The Celebrity art collections were first assembled in the mid-1990s under the auspices of Christina Chandris, wife of John Chandris, the company’s owner at the time. “From the beginning,the initiative was highly personalized, a labor of love more than a mechanism for investment. Even so, thanks to Mrs. Chandris, the earlier ships in the fleet Celebrity Constellation, Celebrity Summit. Celebrity Millennium and Celebrity Century have been decommissioned and reassembled on the Reflection,” notes Rene Morales of the Perez Art Museum Miami.

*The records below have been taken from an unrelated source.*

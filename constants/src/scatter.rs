/// Number of background particles
pub const DEFAULT_COUNT: i64 = 200;

/// Width and depth of the particle column
pub const DEFAULT_SPREAD: f32 = 10.0;

/// Vertical distance between consecutive page sections
pub const DEFAULT_SECTION_DISTANCE: f32 = 4.0;

/// Number of page sections the column spans
pub const DEFAULT_SECTION_COUNT: i64 = 3;

pub const DEFAULT_COLOUR: &str = "#317ea5";
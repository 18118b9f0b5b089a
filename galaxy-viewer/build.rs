// build.rs
use constants::galaxy::{
    DEFAULT_BRANCHES, DEFAULT_COUNT, DEFAULT_INSIDE_COLOUR, DEFAULT_OUTSIDE_COLOUR,
    DEFAULT_RADIUS, DEFAULT_RANDOMNESS, DEFAULT_RANDOMNESS_POWER, DEFAULT_SIZE, DEFAULT_SPIN,
    GALAXY_PRESET_PATH,
};
use std::{env, fs, path::PathBuf};

/// Writes a default preset into `assets/` when none is present, so a fresh
/// checkout starts with the stock galaxy. Existing presets are left alone.
fn main() {
    println!("cargo:rerun-if-changed=build.rs");
    println!("cargo:rerun-if-changed=assets/{}", GALAXY_PRESET_PATH);

    let manifest_dir = PathBuf::from(env::var("CARGO_MANIFEST_DIR").unwrap());
    let assets_dir = manifest_dir.join("assets");
    let preset_path = assets_dir.join(GALAXY_PRESET_PATH);
    if preset_path.exists() {
        return;
    }

    let preset = serde_json::json!({
        "galaxy": {
            "count": DEFAULT_COUNT,
            "size": DEFAULT_SIZE,
            "radius": DEFAULT_RADIUS,
            "branches": DEFAULT_BRANCHES,
            "spin": DEFAULT_SPIN,
            "randomness": DEFAULT_RANDOMNESS,
            "randomness_power": DEFAULT_RANDOMNESS_POWER,
            "inside_colour": DEFAULT_INSIDE_COLOUR,
            "outside_colour": DEFAULT_OUTSIDE_COLOUR,
        }
    });

    fs::create_dir_all(&assets_dir).expect("Failed to create assets directory");
    let json_content = serde_json::to_string_pretty(&preset).unwrap();
    fs::write(&preset_path, json_content).expect("Failed to write default galaxy preset");

    println!(
        "cargo:warning=Generated default preset in assets/{}",
        GALAXY_PRESET_PATH
    );
}
pub mod camera;
pub mod core;
pub mod galaxy;
pub mod loading;
pub mod mesh;
pub mod systems;
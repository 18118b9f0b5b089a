/// Largest texture side the exporter will emit
pub const MAX_TEXTURE_SIZE: usize = 2048;

/// Maximum points that can fit in a texture
pub const MAX_POINTS: usize = MAX_TEXTURE_SIZE * MAX_TEXTURE_SIZE;

/// Points packed between progress bar updates during export
pub const EXPORT_PROGRESS_CHUNK: usize = 50_000;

Rene Morales continues in the Celebrity Collection catalogue:
“In a good poem, meaning is to be found as much in the words” themselves as in the conceptual gaps between them. So it is with a good art collection. When a sufficient number of strong-enough artworks are brought together, something interesting tends to happen They start to speak to each other, drawing out and amplifying the potential meanings that linger in the spaces between themselves and their neighbors. Insights that may have remained obscure in isolation gradually emerge. After nearly 20 years of acquisitions, the Celebrity Art Collection has reached this point, perhaps several times over.”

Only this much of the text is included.